# [Wet Thumb Forum]-Anyone have experience with Spiral Compact Flourescents?



## Jane of Upton (Jul 28, 2005)

Hi all,

I've searched through this forum, and haven't found a good answer to my query yet, so here I am to ask of the forum. I Learned LOTs of good info along the way though!

Anyhow, I'm wondering if anyone has used Spiral Compact Flourescents? Here's my situation - I'm a total tightwad..... er, budget-minded aquarium keeper. But I gotta have my aquarium plants! Back in college, I had a 10 gallon with a 15W flo bulb, and my plants grew so well that I struck up a deal with the local fish store to take plants in trade for my fish, and sometimes food. I don't have a big hobby budget - this is one of the main reasons I am enamored of natural, low tech aquariums, LOL! However, even the aquarium light solutions are rather pricey for my meager means - I'd rather use it for plants. The metal halide or Power Compact Flourescent fixtures are too expensive, besides which paying $40 for an aquarium Power CF lightbulb is just not an option for me. Here's what I'm trying now: A fixture created for reptiles (and only about $20), with ceramic normal-size lightbulb sockets (two in a 20" fixture, 3 in a 30" fixture). They're capable of handling up to 150 watts of incandescent-style lights. But, I'm using Sprial Compact Flourescents. I've been using three 14-watt, "daylight" (ie, 5500 Kelvin) spectrum spiral bulbs in a 30" fixture on top of the glass canopy of my 39 gal long tank (natural setup substrate). I put foil inside the bulb chamber to maximize light output downward into the tank. While the edges are a bit dark (fixtures are a bit "short"), I just keep watersprite in the corners and the swords and apons in the front, and most of the plants seem to be doing OK. Now I'm setting up a 20 high (24" across) in the same way, using a 20" two-socket fixture. I've come across 35 W Spiral CF "daylight" bulbs rated at 6500 K, with an "equivalent" of 150 watt incandescents. And at about $8 each (calculating shipping in there), they're within my budget constraints. 

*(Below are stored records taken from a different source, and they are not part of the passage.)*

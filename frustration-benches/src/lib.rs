//! Benchmark support crate for frustration analysis.
//!
//! Provides seeded lattice generators and parameter types used by the
//! Criterion benchmarks for cycle-basis extraction and elementary-cycle
//! enumeration.

pub mod error;
pub mod lattice;
pub mod params;
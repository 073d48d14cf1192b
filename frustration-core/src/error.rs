//! Error types for the frustration core library.
//!
//! Defines the cycle, enumeration and orchestration error enums exposed by the
//! public API, their stable codes, and a convenient result alias.

use std::{fmt, sync::Arc, time::Duration};

use thiserror::Error;

use crate::graph::VertexId;

macro_rules! define_error_codes {
    (
        $(#[$enum_meta:meta])*
        enum $CodeTy:ident for $ErrTy:ident {
            $(
                $(#[$variant_meta:meta])*
                $CodeVariant:ident => $ErrVariant:ident $( { $($pattern:tt)* } )? => $code:expr
            ),+ $(,)?
        }
    ) => {
        $(#[$enum_meta])*
        #[derive(Clone, Copy, Debug, Eq, Hash, PartialEq)]
        #[non_exhaustive]
        pub enum $CodeTy {
            $(
                $(#[$variant_meta])*
                $CodeVariant,
            )+
        }

        impl $CodeTy {
            /// Return the stable machine-readable representation of this error code.
            #[must_use]
            pub const fn as_str(self) -> &'static str {
                match self {
                    $(Self::$CodeVariant => $code,)+
                }
            }
        }

        impl fmt::Display for $CodeTy {
            fn fmt(&self, f: &mut fmt::Formatter<'_>) -> fmt::Result {
                f.write_str(self.as_str())
            }
        }

        impl $ErrTy {
            #[doc = concat!(
                "Retrieve the stable [`",
                stringify!($CodeTy),
                "`] for this error."
            )]
            #[must_use]
            pub const fn code(&self) -> $CodeTy {
                match self {
                    $(Self::$ErrVariant $( { $($pattern)* } )? => $CodeTy::$CodeVariant,)+
                }
            }
        }
    };
}

/// Why a vertex sequence or edge set is not a single simple cycle.
#[derive(Clone, Debug, Eq, PartialEq)]
#[non_exhaustive]
pub enum CycleDefect {
    /// A cycle needs at least three vertices.
    TooShort {
        /// Number of vertices supplied.
        len: usize,
    },
    /// A vertex appeared more than once along the walk.
    RepeatedVertex {
        /// The repeated vertex.
        vertex: VertexId,
    },
    /// A vertex did not touch exactly two edges of the set.
    DegreeMismatch {
        /// The offending vertex.
        vertex: VertexId,
        /// Number of edges of the set touching it.
        degree: usize,
    },
    /// The set splits into more than one loop.
    DisjointLoops {
        /// Vertices reached before the first loop closed.
        covered: usize,
        /// Vertices touched by the whole set.
        total: usize,
    },
}

impl fmt::Display for CycleDefect {
    fn fmt(&self, f: &mut fmt::Formatter<'_>) -> fmt::Result {
        match self {
            Self::TooShort { len } => write!(f, "only {len} vertices"),
            Self::RepeatedVertex { vertex } => write!(f, "vertex `{vertex}` repeats"),
            Self::DegreeMismatch { vertex, degree } => {
                write!(f, "vertex `{vertex}` has degree {degree}")
            }
            Self::DisjointLoops { covered, total } => {
                write!(f, "first loop covers {covered} of {total} vertices")
            }
        }
    }
}

/// Errors raised while building or decoding cycles.
#[non_exhaustive]
#[derive(Clone, Debug, Eq, Error, PartialEq)]
pub enum CycleError {
    /// An edge set with no edges cannot describe a cycle.
    #[error("edge set is empty")]
    EmptyCycle,
    /// The input does not describe exactly one simple cycle.
    #[error("not a simple cycle: {defect}")]
    NonSimpleCycle {
        /// What made the input non-simple.
        defect: CycleDefect,
    },
    /// No spanning-tree path joined the endpoints of a non-tree edge.
    #[error("spanning tree has no path from `{start}` to `{end}`")]
    MissingTreePath {
        /// Endpoint the search started from.
        start: VertexId,
        /// Endpoint the search was looking for.
        end: VertexId,
    },
}

define_error_codes! {
    /// Stable codes describing [`CycleError`] variants.
    enum CycleErrorCode for CycleError {
        /// An edge set with no edges cannot describe a cycle.
        EmptyCycle => EmptyCycle => "EMPTY_CYCLE",
        /// The input does not describe exactly one simple cycle.
        NonSimpleCycle => NonSimpleCycle { .. } => "NON_SIMPLE_CYCLE",
        /// No spanning-tree path joined the endpoints of a non-tree edge.
        MissingTreePath => MissingTreePath { .. } => "MISSING_TREE_PATH",
    }
}

/// Errors raised by elementary-cycle enumeration.
#[non_exhaustive]
#[derive(Clone, Debug, Eq, Error, PartialEq)]
pub enum EnumerationError {
    /// More elementary cycles were found than the configured cap allows.
    #[error("found {found} elementary cycles, exceeding the limit of {limit}")]
    CycleLimitExceeded {
        /// Configured maximum.
        limit: usize,
        /// Cycles accumulated when the cap tripped.
        found: usize,
    },
    /// Enumeration ran past its deadline.
    #[error("enumeration exceeded {deadline:?} after folding {processed} of {basis} basic cycles")]
    DeadlineExceeded {
        /// Configured time budget.
        deadline: Duration,
        /// Basic cycles folded in before the deadline tripped.
        processed: usize,
        /// Size of the basis.
        basis: usize,
    },
    /// The worker pool could not be started.
    #[error("failed to start enumeration worker pool: {message}")]
    WorkerPool {
        /// Message reported by the pool builder.
        message: Arc<str>,
    },
}

define_error_codes! {
    /// Stable codes describing [`EnumerationError`] variants.
    enum EnumerationErrorCode for EnumerationError {
        /// More elementary cycles were found than the configured cap allows.
        CycleLimitExceeded => CycleLimitExceeded { .. } => "CYCLE_LIMIT_EXCEEDED",
        /// Enumeration ran past its deadline.
        DeadlineExceeded => DeadlineExceeded { .. } => "DEADLINE_EXCEEDED",
        /// The worker pool could not be started.
        WorkerPool => WorkerPool { .. } => "WORKER_POOL",
    }
}

/// Error type produced when configuring or running [`crate::FrustrationAnalyzer`].
#[non_exhaustive]
#[derive(Clone, Debug, Eq, Error, PartialEq)]
pub enum FrustrationError {
    /// Worker count must be greater than zero.
    #[error("workers must be at least 1 (got {got})")]
    InvalidWorkerCount {
        /// The invalid worker count supplied by the caller.
        got: usize,
    },
    /// Cycle extraction or decoding failed.
    #[error("cycle analysis failed: {error}")]
    Cycle {
        #[source]
        /// Underlying cycle error.
        error: CycleError,
    },
    /// Elementary-cycle enumeration failed or was cut short.
    #[error("elementary cycle enumeration failed: {error}")]
    Enumeration {
        #[source]
        /// Underlying enumeration error.
        error: EnumerationError,
    },
}

define_error_codes! {
    /// Stable codes describing [`FrustrationError`] variants.
    enum FrustrationErrorCode for FrustrationError {
        /// Worker count must be greater than zero.
        InvalidWorkerCount => InvalidWorkerCount { .. } => "FRUSTRATION_INVALID_WORKER_COUNT",
        /// Cycle extraction or decoding failed.
        CycleFailure => Cycle { .. } => "FRUSTRATION_CYCLE_FAILURE",
        /// Elementary-cycle enumeration failed or was cut short.
        EnumerationFailure => Enumeration { .. } => "FRUSTRATION_ENUMERATION_FAILURE",
    }
}

impl FrustrationError {
    /// Retrieve the inner [`CycleErrorCode`] when the error came from cycle handling.
    #[must_use]
    pub const fn cycle_code(&self) -> Option<CycleErrorCode> {
        match self {
            Self::Cycle { error } => Some(error.code()),
            _ => None,
        }
    }

    /// Retrieve the inner [`EnumerationErrorCode`] when enumeration failed.
    #[must_use]
    pub const fn enumeration_code(&self) -> Option<EnumerationErrorCode> {
        match self {
            Self::Enumeration { error } => Some(error.code()),
            _ => None,
        }
    }
}

impl From<CycleError> for FrustrationError {
    fn from(error: CycleError) -> Self {
        Self::Cycle { error }
    }
}

impl From<EnumerationError> for FrustrationError {
    fn from(error: EnumerationError) -> Self {
        Self::Enumeration { error }
    }
}

/// Convenient alias for results returned by the core API.
pub type Result<T> = core::result::Result<T, FrustrationError>;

So HOW DO I CALCULATE the WATTs PER GALLON? I'm confused. If I use the incandescent equivalent, the three 14W bulbs would "equal" 3 @ 60 W incandescent, or 180 watts total for a 39 gallon tank. This comes out at about 4.61 WPG. That doesn't seem correct. But if I use the 14 Watt actuals times 3 that equals 42 watts total on 39 gallons, or barely over 1 WPG. Given the decent plant growth (including hair grass which isn't breaking down the glass, but is nicely established and growing), that doesn't seem to make sense either. 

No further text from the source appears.